**EXERCISE OBJECTIVE**
Each line of the entries that contains the word "SimulatedTransport" adds one. Reply with the resulting number only.

**RECORDS PROVIDED**
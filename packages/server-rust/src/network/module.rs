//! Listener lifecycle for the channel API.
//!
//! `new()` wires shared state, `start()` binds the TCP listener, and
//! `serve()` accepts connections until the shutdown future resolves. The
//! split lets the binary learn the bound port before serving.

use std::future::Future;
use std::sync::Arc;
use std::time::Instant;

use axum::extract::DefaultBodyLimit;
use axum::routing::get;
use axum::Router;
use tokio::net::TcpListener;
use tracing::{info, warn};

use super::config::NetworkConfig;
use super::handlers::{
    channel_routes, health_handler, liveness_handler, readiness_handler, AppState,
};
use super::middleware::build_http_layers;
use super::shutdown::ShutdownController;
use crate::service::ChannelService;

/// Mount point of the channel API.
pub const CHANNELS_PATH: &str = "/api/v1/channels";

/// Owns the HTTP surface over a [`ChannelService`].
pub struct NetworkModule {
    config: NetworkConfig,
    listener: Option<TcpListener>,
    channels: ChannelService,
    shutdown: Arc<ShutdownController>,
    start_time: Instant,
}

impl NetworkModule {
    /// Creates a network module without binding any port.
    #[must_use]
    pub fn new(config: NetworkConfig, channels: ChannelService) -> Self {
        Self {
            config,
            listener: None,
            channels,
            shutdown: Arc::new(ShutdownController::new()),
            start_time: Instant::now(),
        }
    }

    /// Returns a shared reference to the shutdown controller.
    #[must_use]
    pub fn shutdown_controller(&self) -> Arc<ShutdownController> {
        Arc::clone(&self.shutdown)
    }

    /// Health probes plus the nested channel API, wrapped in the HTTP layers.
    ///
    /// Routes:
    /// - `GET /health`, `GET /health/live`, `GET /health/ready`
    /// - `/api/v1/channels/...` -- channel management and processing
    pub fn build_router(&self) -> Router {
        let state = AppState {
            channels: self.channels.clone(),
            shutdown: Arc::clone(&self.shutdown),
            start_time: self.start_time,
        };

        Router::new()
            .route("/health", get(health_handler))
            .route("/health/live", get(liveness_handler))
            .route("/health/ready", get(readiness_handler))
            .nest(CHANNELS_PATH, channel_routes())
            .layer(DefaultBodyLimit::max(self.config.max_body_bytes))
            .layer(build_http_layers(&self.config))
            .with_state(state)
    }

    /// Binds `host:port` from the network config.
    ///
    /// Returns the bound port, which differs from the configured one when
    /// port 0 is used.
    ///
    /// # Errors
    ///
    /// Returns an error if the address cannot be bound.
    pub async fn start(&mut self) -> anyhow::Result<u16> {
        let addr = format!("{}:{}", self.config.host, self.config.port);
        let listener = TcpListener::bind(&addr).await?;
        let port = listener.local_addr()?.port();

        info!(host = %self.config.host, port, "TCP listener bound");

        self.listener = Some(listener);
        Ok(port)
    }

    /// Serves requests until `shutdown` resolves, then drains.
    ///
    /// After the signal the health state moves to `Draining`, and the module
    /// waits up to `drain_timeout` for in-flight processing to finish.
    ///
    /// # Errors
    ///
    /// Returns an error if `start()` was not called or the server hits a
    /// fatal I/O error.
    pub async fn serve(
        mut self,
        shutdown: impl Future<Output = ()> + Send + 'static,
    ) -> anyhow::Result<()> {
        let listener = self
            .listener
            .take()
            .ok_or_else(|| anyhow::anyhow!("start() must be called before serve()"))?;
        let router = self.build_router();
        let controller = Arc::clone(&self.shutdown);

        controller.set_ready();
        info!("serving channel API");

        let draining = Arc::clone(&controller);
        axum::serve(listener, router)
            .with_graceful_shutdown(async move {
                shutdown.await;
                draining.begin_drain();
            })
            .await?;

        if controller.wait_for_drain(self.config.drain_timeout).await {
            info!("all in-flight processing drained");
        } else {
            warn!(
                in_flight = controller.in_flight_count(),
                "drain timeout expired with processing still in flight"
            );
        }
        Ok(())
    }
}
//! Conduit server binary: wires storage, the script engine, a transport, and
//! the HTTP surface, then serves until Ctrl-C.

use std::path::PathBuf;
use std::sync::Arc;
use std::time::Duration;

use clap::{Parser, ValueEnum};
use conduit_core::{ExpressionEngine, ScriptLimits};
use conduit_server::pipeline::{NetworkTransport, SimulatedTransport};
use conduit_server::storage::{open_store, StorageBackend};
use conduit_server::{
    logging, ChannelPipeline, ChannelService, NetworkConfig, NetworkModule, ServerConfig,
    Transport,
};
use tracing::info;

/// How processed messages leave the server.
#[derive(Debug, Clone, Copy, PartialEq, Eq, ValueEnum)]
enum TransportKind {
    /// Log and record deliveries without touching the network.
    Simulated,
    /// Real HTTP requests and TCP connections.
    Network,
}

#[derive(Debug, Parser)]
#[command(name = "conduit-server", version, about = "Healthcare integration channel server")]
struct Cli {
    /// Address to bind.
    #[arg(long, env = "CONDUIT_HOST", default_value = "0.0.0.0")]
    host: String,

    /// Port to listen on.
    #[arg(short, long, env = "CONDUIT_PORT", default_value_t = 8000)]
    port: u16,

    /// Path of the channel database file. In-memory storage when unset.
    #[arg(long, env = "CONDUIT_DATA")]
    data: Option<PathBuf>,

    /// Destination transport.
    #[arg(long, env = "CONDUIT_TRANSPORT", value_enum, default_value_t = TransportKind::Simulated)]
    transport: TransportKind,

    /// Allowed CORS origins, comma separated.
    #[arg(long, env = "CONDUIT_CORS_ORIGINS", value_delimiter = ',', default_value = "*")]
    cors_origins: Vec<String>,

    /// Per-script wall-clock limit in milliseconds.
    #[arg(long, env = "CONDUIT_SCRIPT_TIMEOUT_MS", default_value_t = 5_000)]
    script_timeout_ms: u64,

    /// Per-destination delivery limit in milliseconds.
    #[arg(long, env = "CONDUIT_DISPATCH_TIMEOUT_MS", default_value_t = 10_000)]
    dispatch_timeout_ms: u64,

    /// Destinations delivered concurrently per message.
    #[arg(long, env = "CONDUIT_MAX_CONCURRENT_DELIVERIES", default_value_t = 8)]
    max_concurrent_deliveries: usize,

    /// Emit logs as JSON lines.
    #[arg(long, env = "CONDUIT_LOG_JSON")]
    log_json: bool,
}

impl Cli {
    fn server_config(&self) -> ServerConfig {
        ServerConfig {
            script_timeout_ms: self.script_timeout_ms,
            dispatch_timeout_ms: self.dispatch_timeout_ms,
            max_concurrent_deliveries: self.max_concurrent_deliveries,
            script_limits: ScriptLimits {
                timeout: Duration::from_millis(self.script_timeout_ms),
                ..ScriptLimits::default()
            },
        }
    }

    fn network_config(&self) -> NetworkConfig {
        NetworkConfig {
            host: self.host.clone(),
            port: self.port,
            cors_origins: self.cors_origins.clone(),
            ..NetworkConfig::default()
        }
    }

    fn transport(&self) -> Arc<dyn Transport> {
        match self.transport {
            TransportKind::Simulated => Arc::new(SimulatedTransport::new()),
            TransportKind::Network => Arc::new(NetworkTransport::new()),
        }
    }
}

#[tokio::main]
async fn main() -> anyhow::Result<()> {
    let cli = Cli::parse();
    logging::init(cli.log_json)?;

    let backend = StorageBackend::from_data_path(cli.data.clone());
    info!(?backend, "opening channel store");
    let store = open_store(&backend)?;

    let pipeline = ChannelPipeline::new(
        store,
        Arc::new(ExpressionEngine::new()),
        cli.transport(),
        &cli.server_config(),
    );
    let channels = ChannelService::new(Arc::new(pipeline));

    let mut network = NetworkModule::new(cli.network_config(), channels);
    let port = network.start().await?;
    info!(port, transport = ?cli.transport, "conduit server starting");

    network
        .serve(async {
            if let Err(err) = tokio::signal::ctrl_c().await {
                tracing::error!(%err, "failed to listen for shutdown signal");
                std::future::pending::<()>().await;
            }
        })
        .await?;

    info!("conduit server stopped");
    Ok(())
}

**YOUR RESPONSE**
2